Muallimin Online,
Sejak pertengahan tahun pelajaran 1990/1991, beberapa kelas di Madrasah Muallimin Muallimat Tambakberas, terutama untuk siswa MMP (sebutan bagi kelas 1-3 kala itu) memiliki seragam baru. Pada kepengurusan OSIS masa khidmat 1990/1991 tersebut, pengurus OSIS melakukan kegiatan pengadaan seragam batik bagi siswa Madrasah Muallimin Muallimat. Seragam dengan motif batik warna hitam di tengah badan tersebut ternyata melegenda dan bertahan sampai sekarang.
Sebelum ada seragam batik, yang saat ini menjadi seragam identitas utama (core identity jersey), siswa Madrasah Muallimin Muallimat diwajibkan berseragam hitam-putih untuk hari Sabtu-Ahad, putih-putih untuk Senin-Selasa, dan berpakaian bebas untuk Rabu-Kamis
Menurut mantan Sekretaris OSIS 1990/1991, HM Khoiruddin Adnan, gagasan pengadaan seragam baru yang dimotori OSIS tersebut, dilakukan untuk mengganti pakaian bebas yang dikenakan siswa pada hari Rabu dan Kamis. "Tujuannya adalah biar ada seragam pada hari Rabu dan Kamis, karena saat itu pada Rabu dan Kamis siswa berpakaian bebas", katanya.
Ketika ditanya kenapa berinisiatif menggunakan batik. Alumni tahun 1994 yang menjabat sekretaris OSIS saat kelas 3 tersebut menyatakan bahwa, dalam rapat disepakati pakai batik. "Alasan kenapa batik, agar terlihat lebih berwibawa", katanya.
Sementara itu, motif batik yang dipilih, dan akhirnya melegenda tersebut, menurut mantan Ketua OSIS 1990/1991, KH Nurul Afif, sebenarnya meniru motif batik salah satu madrasah di Pon Pest Qomaruddin Bungah Gresik. "Motif batik MMA yang digunakan adalah meniru motif batik seragam siswa di Pondok Qomaruddin Bungah.

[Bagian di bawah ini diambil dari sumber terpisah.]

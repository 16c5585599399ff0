//! Elaborating structures, signatures, and functors.

use crate::dec::{self, get_dat_binds, get_dat_copy, ty_fn};
use crate::error::{Error, ErrorKind, Item};
use crate::st::St;
use crate::util::{Cx, Result, absorb_ty_cons, get_str, params, undefined};
use fast_hash::FxHashMap;
use sml_hir::{Ascription, FunctorBind, SigBind, SigExpKind, SpecKind, StrBind, StrExpKind};
use sml_state::{State, StaticFunctor};
use sml_statics_types::env::{Env, IdStatus, Sig, TyConInfo, TyInfo, ValEnv, ValInfo};
use sml_statics_types::ty::{Equality, FixedVar, Ty, TyCon, TyScheme};
use std::rc::Rc;
use str_util::Name;

/// A mapping from the flexible type constructors of a signature to what they stand for.
type Realization = FxHashMap<TyCon, TyScheme>;

pub(crate) fn get_str_binds(
  st: &mut St<'_>,
  cx: &Cx,
  state: &State,
  binds: &[StrBind],
) -> Result<()> {
  let mut done = Vec::<(Name, Env)>::with_capacity(binds.len());
  for bind in binds {
    if done.iter().any(|(name, _)| *name == bind.name) {
      let kind = ErrorKind::Duplicate(Item::Struct, bind.name.clone());
      return Err(Error { pos: bind.str_exp.pos, kind });
    }
    let env = get_str_exp(st, cx, state, &bind.str_exp)?;
    done.push((bind.name.clone(), env));
  }
  for (name, env) in done {
    state.set_static_str(name, env);
  }
  Ok(())
}

pub(crate) fn get_sig_binds(st: &mut St<'_>, state: &State, binds: &[SigBind]) -> Result<()> {
  let mut done = Vec::<(Name, Sig)>::with_capacity(binds.len());
  for bind in binds {
    if done.iter().any(|(name, _)| *name == bind.name) {
      let kind = ErrorKind::Duplicate(Item::Sig, bind.name.clone());
      return Err(Error { pos: bind.sig_exp.pos, kind });
    }
    let sig = get_sig_exp(st, state, &bind.sig_exp)?;
    done.push((bind.name.clone(), sig));
  }
  for (name, sig) in done {
    state.set_sig(name, sig);
  }
  Ok(())
}

pub(crate) fn get_functor_binds(
  st: &mut St<'_>,
  state: &State,
  pos: usize,
  binds: &[FunctorBind],
) -> Result<()> {
  if st.functor_depth > 0 {
    return Err(Error { pos, kind: ErrorKind::Unsupported("functor declarations inside functors") });
  }
  let mut done = Vec::<(Name, Rc<StaticFunctor>)>::with_capacity(binds.len());
  for bind in binds {
    if done.iter().any(|(name, _)| *name == bind.name) {
      return Err(Error { pos, kind: ErrorKind::Duplicate(Item::Functor, bind.name.clone()) });
    }
    let param_sig = get_sig_exp(st, state, &bind.param_sig)?;
    // check the body once now, against the signature alone.
    let scope = state.nested();
    scope.set_static_str(bind.param.clone(), param_sig.env.clone());
    st.functor_depth += 1;
    let res = get_str_exp(st, &Cx::default(), &scope, &bind.body);
    st.functor_depth -= 1;
    res?;
    let functor = StaticFunctor {
      param: bind.param.clone(),
      param_sig,
      body: Rc::clone(&bind.body),
      state: state.clone(),
    };
    done.push((bind.name.clone(), Rc::new(functor)));
  }
  for (name, functor) in done {
    state.set_static_functor(name, functor);
  }
  Ok(())
}

fn get_str_exp(st: &mut St<'_>, cx: &Cx, state: &State, str_exp: &sml_hir::StrExp) -> Result<Env> {
  match &str_exp.kind {
    StrExpKind::Struct(decs) => {
      let inner = state.nested();
      dec::get_decs(st, cx, &inner, decs)?;
      absorb_ty_cons(state, &inner);
      Ok(inner.static_env_since(inner.id()))
    }
    StrExpKind::Path(path) => get_str(state, str_exp.pos, path),
    StrExpKind::Ascription(inner, ascription, sig_exp) => {
      let env = get_str_exp(st, cx, state, inner)?;
      let sig = get_sig_exp(st, state, sig_exp)?;
      let (realized, realization) = match_sig(st, state, str_exp.pos, &env, &sig)?;
      Ok(match ascription {
        Ascription::Transparent => realized,
        Ascription::Opaque => opaque(st, state, &sig, &realization),
      })
    }
    StrExpKind::App(name, arg) => {
      let Some(functor) = state.static_functor(name.as_str()) else {
        return Err(undefined(str_exp.pos, Item::Functor, name));
      };
      let arg_env = get_str_exp(st, cx, state, arg)?;
      let (param_env, _) = match_sig(st, state, str_exp.pos, &arg_env, &functor.param_sig)?;
      // the body is elaborated again, so its datatypes are new at each application.
      let scope = functor.state.nested();
      let mut ty_cons = Vec::<TyCon>::new();
      env_ty_cons(&param_env, &mut |tc| ty_cons.push(tc.clone()));
      for tc in ty_cons {
        if let Some(info) = state.ty_con_info(&tc) {
          scope.set_ty_con_info(tc, info);
        }
      }
      scope.set_static_str(functor.param.clone(), param_env);
      st.replaying += 1;
      let res = get_str_exp(st, &Cx::default(), &scope, &functor.body);
      st.replaying -= 1;
      let env = res?;
      absorb_ty_cons(state, &scope);
      Ok(env)
    }
    StrExpKind::Let(decs, inner) => {
      let scope = state.nested();
      dec::get_decs(st, cx, &scope, decs)?;
      let env = get_str_exp(st, cx, &scope, inner)?;
      absorb_ty_cons(state, &scope);
      Ok(env)
    }
  }
}

fn get_sig_exp(st: &mut St<'_>, state: &State, sig_exp: &sml_hir::SigExp) -> Result<Sig> {
  match &sig_exp.kind {
    SigExpKind::Name(name) => {
      state.sig(name.as_str()).ok_or_else(|| undefined(sig_exp.pos, Item::Sig, name))
    }
    SigExpKind::Spec(specs) => {
      let inner = state.nested();
      for spec in specs {
        get_spec(st, &inner, spec)?;
      }
      let ty_con_env = inner.ty_cons_since(inner.id());
      absorb_ty_cons(state, &inner);
      Ok(Sig {
        ty_cons: ty_con_env.keys().cloned().collect(),
        ty_con_env,
        env: inner.static_env_since(inner.id()),
      })
    }
  }
}

fn get_spec(st: &mut St<'_>, state: &State, spec: &sml_hir::Spec) -> Result<()> {
  match &spec.kind {
    SpecKind::Val(vals) => {
      for (name, ty) in vals {
        if state.static_val_limited(name.as_str(), state.id()).is_some() {
          return Err(Error { pos: spec.pos, kind: ErrorKind::Duplicate(Item::Val, name.clone()) });
        }
        let mut ty_vars = Vec::new();
        ty.ty_vars(&mut ty_vars);
        let ty_vars: Vec<_> = ty_vars.into_iter().cloned().collect();
        let ty_scheme = ty_fn(st, state, spec.pos, &ty_vars, ty)?;
        state.set_static_val(name.clone(), ValInfo { ty_scheme, id_status: IdStatus::Val });
      }
    }
    SpecKind::Ty(descs, eq) => {
      for desc in descs {
        let ty_scheme = match &desc.ty {
          Some(ty) => ty_fn(st, state, spec.pos, &desc.ty_vars, ty)?,
          None => {
            let fixed = params(st, spec.pos, &desc.ty_vars)?;
            let tc = st.fresh_ty_con(desc.name.clone());
            let equality = if *eq { Equality::IfArgs } else { Equality::Never };
            let info = TyConInfo { arity: fixed.len(), equality, cons: Vec::new() };
            state.set_ty_con_info(tc.clone(), info);
            TyScheme::n_ary(fixed.iter().map(FixedVar::is_equality).collect(), tc)
          }
        };
        state.set_static_ty(desc.name.clone(), TyInfo { ty_scheme, val_env: ValEnv::default() });
      }
    }
    SpecKind::Datatype(binds) => {
      get_dat_binds(st, state, binds)?;
    }
    SpecKind::DatatypeCopy(name, path) => get_dat_copy(state, spec.pos, name, path)?,
    SpecKind::Exception(cons) => {
      for con in cons {
        let ty = match &con.ty {
          None => Ty::exn(),
          Some(ty) => Ty::fun(crate::ty::get(&Cx::default(), state, ty)?, Ty::exn()),
        };
        let vi = ValInfo { ty_scheme: TyScheme::zero(ty), id_status: IdStatus::Exn };
        state.set_static_val(con.name.clone(), vi);
      }
    }
    SpecKind::Structure(strs) => {
      for (name, sig_exp) in strs {
        let sig = get_sig_exp(st, state, sig_exp)?;
        state.extend_ty_cons(sig.ty_con_env);
        state.set_static_str(name.clone(), sig.env);
      }
    }
    SpecKind::Include(sig_exp) => {
      let sig = get_sig_exp(st, state, sig_exp)?;
      state.extend_ty_cons(sig.ty_con_env);
      state.extend_static(sig.env);
    }
  }
  Ok(())
}

/// Matches the structure env against the signature, returning the signature env with its
/// flexible type constructors realized, and the realization.
fn match_sig(
  st: &mut St<'_>,
  state: &State,
  pos: usize,
  env: &Env,
  sig: &Sig,
) -> Result<(Env, Realization)> {
  let mut realization = Realization::default();
  realize(st, state, pos, sig, &sig.env, env, &mut realization)?;
  let realized = sig.env.realize(&|tc| realization.get(tc).cloned());
  check_env(st, state, pos, &realized, env)?;
  Ok((realized, realization))
}

fn realize(
  st: &mut St<'_>,
  state: &State,
  pos: usize,
  sig: &Sig,
  sig_env: &Env,
  env: &Env,
  ac: &mut Realization,
) -> Result<()> {
  for (name, want) in &sig_env.ty_env {
    let Some(got) = env.ty_env.get(name) else {
      return Err(Error { pos, kind: ErrorKind::Missing(Item::Ty, name.clone()) });
    };
    let (want_n, got_n) = (want.ty_scheme.bound.len(), got.ty_scheme.bound.len());
    if want_n != got_n {
      return Err(Error { pos, kind: ErrorKind::WrongNumTyArgs(want_n, got_n) });
    }
    let Some(tc) = flexible(sig, &want.ty_scheme) else { continue };
    let is_eqtype = sig.ty_con_env.get(tc).is_some_and(|info| info.equality != Equality::Never);
    if is_eqtype {
      let args = fixed_args(st, &vec![true; got_n]);
      st.make_equality(state, pos, &got.ty_scheme.apply(&args))?;
    }
    ac.insert(tc.clone(), got.ty_scheme.clone());
  }
  for (name, sig_env) in &sig_env.str_env {
    let Some(env) = env.str_env.get(name) else {
      return Err(Error { pos, kind: ErrorKind::Missing(Item::Struct, name.clone()) });
    };
    realize(st, state, pos, sig, sig_env, env, ac)?;
  }
  Ok(())
}

/// Returns the flexible type constructor the scheme is, if it is exactly one applied to the
/// bound variables in order.
fn flexible<'a>(sig: &Sig, scheme: &'a TyScheme) -> Option<&'a TyCon> {
  let Ty::Con(args, tc) = &scheme.ty else { return None };
  let is_params = args.len() == scheme.bound.len()
    && args.iter().enumerate().all(|(idx, ty)| *ty == Ty::BoundVar(idx));
  (is_params && sig.ty_cons.contains(tc)).then_some(tc)
}

/// Checks the structure env has everything the realized signature env requires.
fn check_env(st: &mut St<'_>, state: &State, pos: usize, want: &Env, got: &Env) -> Result<()> {
  for (name, want) in &want.ty_env {
    let Some(got) = got.ty_env.get(name) else {
      return Err(Error { pos, kind: ErrorKind::Missing(Item::Ty, name.clone()) });
    };
    let args = fixed_args(st, &want.ty_scheme.bound);
    st.unify(state, pos, &want.ty_scheme.apply(&args), &got.ty_scheme.apply(&args))?;
  }
  for (name, want) in &want.val_env {
    let Some(got) = got.val_env.get(name) else {
      let item = match want.id_status {
        IdStatus::Con => Item::Con,
        IdStatus::Exn => Item::Exn,
        IdStatus::Val => Item::Val,
      };
      return Err(Error { pos, kind: ErrorKind::Missing(item, name.clone()) });
    };
    if want.id_status.is_con() && want.id_status != got.id_status {
      return Err(Error { pos, kind: ErrorKind::WrongIdStatus(name.clone()) });
    }
    let args = fixed_args(st, &want.ty_scheme.bound);
    let want_ty = want.ty_scheme.apply(&args);
    let got_ty = st.subst.instantiate(&got.ty_scheme, 0);
    if st.unify(state, pos, &want_ty, &got_ty).is_err() {
      let kind =
        ErrorKind::NotInstance(name.clone(), want.ty_scheme.display(), got.ty_scheme.display());
      return Err(Error { pos, kind });
    }
  }
  for (name, want) in &want.str_env {
    let Some(got) = got.str_env.get(name) else {
      return Err(Error { pos, kind: ErrorKind::Missing(Item::Struct, name.clone()) });
    };
    check_env(st, state, pos, want, got)?;
  }
  Ok(())
}

/// Returns fresh fixed variables to stand for bound variables.
fn fixed_args(st: &mut St<'_>, bound: &[bool]) -> Vec<Ty> {
  bound
    .iter()
    .enumerate()
    .map(|(idx, &equality)| {
      let letter = char::from(b'a' + u8::try_from(idx % 26).unwrap_or(0));
      let name = if equality { format!("''{letter}") } else { format!("'{letter}") };
      Ty::FixedVar(st.fresh_fixed(Name::new(name)))
    })
    .collect()
}

/// Returns the signature env with each flexible type constructor that is not a datatype
/// replaced by a new abstract one.
fn opaque(st: &mut St<'_>, state: &State, sig: &Sig, realization: &Realization) -> Env {
  let mut ty_cons: Vec<_> = sig.ty_cons.iter().collect();
  ty_cons.sort_unstable();
  let mut map = Realization::default();
  for tc in ty_cons {
    match sig.ty_con_env.get(tc) {
      Some(info) if info.cons.is_empty() => {
        let new = st.fresh_ty_con(tc.name.clone());
        let new_info = TyConInfo { arity: info.arity, equality: info.equality, cons: Vec::new() };
        state.set_ty_con_info(new.clone(), new_info);
        map.insert(tc.clone(), TyScheme::n_ary(vec![false; info.arity], new));
      }
      _ => {
        if let Some(scheme) = realization.get(tc) {
          map.insert(tc.clone(), scheme.clone());
        }
      }
    }
  }
  sig.env.realize(&|tc| map.get(tc).cloned())
}

fn env_ty_cons<F>(env: &Env, f: &mut F)
where
  F: FnMut(&TyCon),
{
  for ti in env.ty_env.values() {
    ti.ty_scheme.ty.ty_cons(f);
  }
  for vi in env.val_env.values() {
    vi.ty_scheme.ty.ty_cons(f);
  }
  for env in env.str_env.values() {
    env_ty_cons(env, f);
  }
}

Gresik," katanya.
Menurut lelaki asal Gresik yang sekarang mukim di Mojokerto ini, setelah pengurus OSIS memiliki ide pembuatan seragam, kemudian disowankan kepada KH Abdul Djalil, Kepala Madrasah waktu itu. "Saat ada ide pembuatan seragam, (untuk pelaksanaannya) kita sowan ke Kiyai Djalil, dan beliau merestui cuma kita disuruh upaya sendiri", kenangnya.
"Kemudian kita sowan ke Kiyai Nasrullah (Waka saat itu), dan alhamdulillah beliau juga merestui. Kita juga minta pertimbangan ke TU, yaitu Pak Kasturi dan Pak Abdul Rohim, juga ke pembina OSIS", lanjutnya.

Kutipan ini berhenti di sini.